What Simon says, Simon does
Taranaki’s Simon Moore never lets any hurdle get in the way of an innovative business idea. And he’s just teed off what could be his best idea yet. By Annie […]
Taranaki’s Simon Moore never lets any hurdle get in the way of an innovative business idea. And he’s just teed off what could be his best idea yet.
By Annie Gray.
Serial entrepreneur Simon Moore may well be what is known as a polymath. Or, as Wikipedia describes it: “An individual whose knowledge spans a substantial number of subjects, known to draw on complex bodies of knowledge to solve specific problems.”
Asked about this, Simon doesn’t agree or disagree but says he knows that ‘experts’ become ‘experts’ in a very narrow body of knowledge and that if you want to have a big, dangerous idea, you have to ask a lot of stupid questions.
New Plymouth-based Simon is now getting ready to launch his newest venture, Urquhart Golf, marketing an adjustable golf club he has developed.
In launching this new company, he appears to be drawing on the wide skillset he has developed throughout his working life.
Simon’s first role was in optometry. Then he became a self-taught blacksmith before moving back to optometry, then onto golf tech with an earlier iteration of an adjustable golf club, then onto his roofing business Flexiroof.
Now he’s working on Flexiroof Ltd and golf-tech again, with the new company Urquhart Golf Ltd.
The Urquhart Golf venture brand name honours the first inventor of an adjustable club way back in the 1890s.
Simon is a long-term golfer, and says he first bought an adjustable club about 25 years ago. While he liked the concept, he hated the implementation and “sat with it as a sleeping idea for two and a half decades”.
The new company’s website describes the club as a lighter way to golf.
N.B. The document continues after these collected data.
//! Abstract Syntax Tree for the Rust subset.
//!
//! Every node exclusively owns its children; the tree has no back
//! references. Nodes record the 1-based source line where they start so
//! semantic diagnostics can point back into the source.

use crate::types::Ty;
use std::fmt;

/// A complete program (compilation unit)
#[derive(Debug, Clone, PartialEq)]
pub struct Program {
    pub items: Vec<Item>,
}

/// Top-level items
#[derive(Debug, Clone, PartialEq)]
pub enum Item {
    Function(Function),
    Struct(StructDef),
    Enum(EnumDef),
    Trait(TraitDef),
    Impl(ImplBlock),
    Const(ConstDef),
    Static(StaticDef),
}

/// Function definition
#[derive(Debug, Clone, PartialEq)]
pub struct Function {
    pub name: String,
    pub params: Vec<Param>,
    pub ret_type: Option<Ty>,
    pub body: Vec<Stmt>,
    pub line: u32,
}

/// Function parameter: `name: type` or the receiver shorthand `&self`
#[derive(Debug, Clone, PartialEq)]
pub enum Param {
    Named { name: String, ty: Ty },
    SelfRef,
}

/// Struct definition
#[derive(Debug, Clone, PartialEq)]
pub struct StructDef {
    pub name: String,
    pub fields: Vec<Field>,
    pub line: u32,
}

/// Struct field
#[derive(Debug, Clone, PartialEq)]
pub struct Field {
    pub name: String,
    pub ty: Ty,
}

/// Enum definition (unit variants only)
#[derive(Debug, Clone, PartialEq)]
pub struct EnumDef {
    pub name: String,
    pub variants: Vec<String>,
    pub line: u32,
}

/// Trait definition: a list of method signatures
#[derive(Debug, Clone, PartialEq)]
pub struct TraitDef {
    pub name: String,
    pub methods: Vec<FunctionSig>,
    pub line: u32,
}

/// Method signature inside a trait
#[derive(Debug, Clone, PartialEq)]
pub struct FunctionSig {
    pub name: String,
    pub params: Vec<Param>,
    pub ret_type: Option<Ty>,
    pub line: u32,
}

/// `impl Type { ... }` or `impl Trait for Type { ... }`
#[derive(Debug, Clone, PartialEq)]
pub struct ImplBlock {
    pub target: String,
    pub trait_name: Option<String>,
    pub methods: Vec<Function>,
    pub line: u32,
}

/// `const NAME: type = expr;`
#[derive(Debug, Clone, PartialEq)]
pub struct ConstDef {
    pub name: String,
    pub ty: Ty,
    pub value: Expr,
    pub line: u32,
}

/// `static [mut] NAME: type = expr;`
#[derive(Debug, Clone, PartialEq)]
pub struct StaticDef {
    pub name: String,
    pub mutable: bool,
    pub ty: Ty,
    pub value: Expr,
    pub line: u32,
}

/// Statement
#[derive(Debug, Clone, PartialEq)]
pub enum Stmt {
    /// `let [mut] name [: type] [= expr];`
    Let {
        name: String,
        mutable: bool,
        ty: Option<Ty>,
        value: Option<Expr>,
        line: u32,
    },
    /// `name <op> expr;` with op one of `=`, `+=`, `-=`, `*=`, `/=`
    Assign {
        name: String,
        op: AssignOp,
        value: Expr,
        line: u32,
    },
    /// `if cond { ... } [else { ... }]`
    If {
        cond: Expr,
        then_body: Vec<Stmt>,
        else_body: Option<Vec<Stmt>>,
    },
    /// `while cond { ... }`
    While { cond: Expr, body: Vec<Stmt> },
    /// `for var in iter { ... }`
    For {
        var: String,
        iter: Expr,
        body: Vec<Stmt>,
    },
    /// `loop { ... }`
    Loop { body: Vec<Stmt> },
    /// `break;`
    Break { line: u32 },
    /// `continue;`
    Continue { line: u32 },
    /// `return [expr];`
    Return { value: Option<Expr>, line: u32 },
    /// `println!("fmt", args...);` (and the other print macros)
    Println {
        format: String,
        args: Vec<Expr>,
        line: u32,
    },
    /// Bare expression statement
    Expr(Expr),
}

/// Compound-assignment operator
#[derive(Debug, Clone, Copy, PartialEq, Eq)]
pub enum AssignOp {
    Assign,
    AddAssign,
    SubAssign,
    MulAssign,
    DivAssign,
}

impl fmt::Display for AssignOp {
    fn fmt(&self, f: &mut fmt::Formatter<'_>) -> fmt::Result {
        let s = match self {
            AssignOp::Assign => "=",
            AssignOp::AddAssign => "+=",
            AssignOp::SubAssign => "-=",
            AssignOp::MulAssign => "*=",
            AssignOp::DivAssign => "/=",
        };
        write!(f, "{}", s)
    }
}

/// Expression
#[derive(Debug, Clone, PartialEq)]
pub enum Expr {
    /// Literal value; the literal kind keeps identifier references and
    /// string/number/bool literals distinguishable downstream
    Literal { value: Literal, line: u32 },
    /// Identifier reference
    Ident { name: String, line: u32 },
    /// Arithmetic binary operation
    Binary {
        left: Box<Expr>,
        op: ArithOp,
        right: Box<Expr>,
        line: u32,
    },
    /// Comparison
    Comparison {
        left: Box<Expr>,
        op: CmpOp,
        right: Box<Expr>,
        line: u32,
    },
    /// Logical `&&`
    And {
        left: Box<Expr>,
        right: Box<Expr>,
        line: u32,
    },
    /// Logical `||`
    Or {
        left: Box<Expr>,
        right: Box<Expr>,
        line: u32,
    },
    /// Logical `!` (prefix)
    Not { operand: Box<Expr>, line: u32 },
    /// `start..end`
    Range {
        start: Box<Expr>,
        end: Box<Expr>,
        line: u32,
    },
    /// `Name {}`
    StructInit { name: String, line: u32 },
    /// `[a, b, c]`
    Array { elements: Vec<Expr>, line: u32 },
    /// `(a, b)`; the one-element form requires a trailing comma
    Tuple { elements: Vec<Expr>, line: u32 },
    /// `vec![a, b, c]`
    Vec { elements: Vec<Expr>, line: u32 },
    /// `input()`
    Input { line: u32 },
}

impl Expr {
    /// Source line where this expression starts
    pub fn line(&self) -> u32 {
        match self {
            Expr::Literal { line, .. }
            | Expr::Ident { line, .. }
            | Expr::Binary { line, .. }
            | Expr::Comparison { line, .. }
            | Expr::And { line, .. }
            | Expr::Or { line, .. }
            | Expr::Not { line, .. }
            | Expr::Range { line, .. }
            | Expr::StructInit { line, .. }
            | Expr::Array { line, .. }
            | Expr::Tuple { line, .. }
            | Expr::Vec { line, .. }
            | Expr::Input { line } => *line,
        }
    }
}

/// Literal value with its processed representation
#[derive(Debug, Clone, PartialEq)]
pub enum Literal {
    Int(i32),
    Float(f64),
    Str(String),
    Char(char),
    Bool(bool),
}

/// Arithmetic operator
#[derive(Debug, Clone, Copy, PartialEq, Eq)]
pub enum ArithOp {
    Add,
    Sub,
    Mul,
    Div,
    Mod,
}

impl fmt::Display for ArithOp {
    fn fmt(&self, f: &mut fmt::Formatter<'_>) -> fmt::Result {
        let s = match self {
            ArithOp::Add => "+",
            ArithOp::Sub => "-",
            ArithOp::Mul => "*",
            ArithOp::Div => "/",
            ArithOp::Mod => "%",
        };
        write!(f, "{}", s)
    }
}

/// Comparison operator
#[derive(Debug, Clone, Copy, PartialEq, Eq)]
pub enum CmpOp {
    Eq,
    Ne,
    Lt,
    Le,
    Gt,
    Ge,
}

impl fmt::Display for CmpOp {
    fn fmt(&self, f: &mut fmt::Formatter<'_>) -> fmt::Result {
        let s = match self {
            CmpOp::Eq => "==",
            CmpOp::Ne => "!=",
            CmpOp::Lt => "<",
            CmpOp::Le => "<=",
            CmpOp::Gt => ">",
            CmpOp::Ge => ">=",
        };
        write!(f, "{}", s)
    }
}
It notes that golfers will be able to play a whole round with just one club, which is adjustable for either 11 loft settings or six loft settings, so it can be used as anything from a putter to a driving iron.
It’s adjustable in two seconds and instead of carrying 14 golf clubs around the course, golfers need only carry just this one club.
Simon says the new product is expected to be launched on Kickstarter in mid-January 2022, and then at the Orlando PGA Golf Show, the world’s premier golf trade show, in late January.
As to what sort of uptake he expects, he says it is hard to know but they have initially ordered 2,700 clubs to be made.
“All I would say is that will not be enough. Randomly we just had a person in California reserve ten clubs for himself, his wife, and their eight kids.”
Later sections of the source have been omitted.